[Stored data entries]
*** Block opens ***

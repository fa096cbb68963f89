pub mod anthropic;
pub mod gemini;
pub mod health;
pub mod openai;
pub mod provider;
pub mod rate_limiter;
pub mod router;

#[cfg(test)]
pub(crate) mod testing;

pub use anthropic::AnthropicProvider;
pub use gemini::GeminiProvider;
pub use health::{HealthCache, HealthSnapshot, ProviderHealth};
pub use openai::OpenAIProvider;
pub use provider::{
    build_provider, ChatMessage, MessageRole, ModelProvider, ProviderKind, ProviderResult,
    ProviderSlot,
};
pub use rate_limiter::{RateLimitConfig, RateLimitDecision, RateLimiter};
pub use router::{ResponseRouter, RoutedReply};
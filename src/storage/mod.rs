// Storage layer for persistent data

pub mod conversations;
pub mod database;

pub use conversations::{ConversationRepository, ConversationStatistics};
pub use database::Database;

*** Block closes ***

▶ **PROBLEM DESCRIPTION**
Return every line above where "openai" appears.

▶ **ANSWER TO THIS EXERCISE**
pub mod openai;
pub use openai::OpenAIProvider;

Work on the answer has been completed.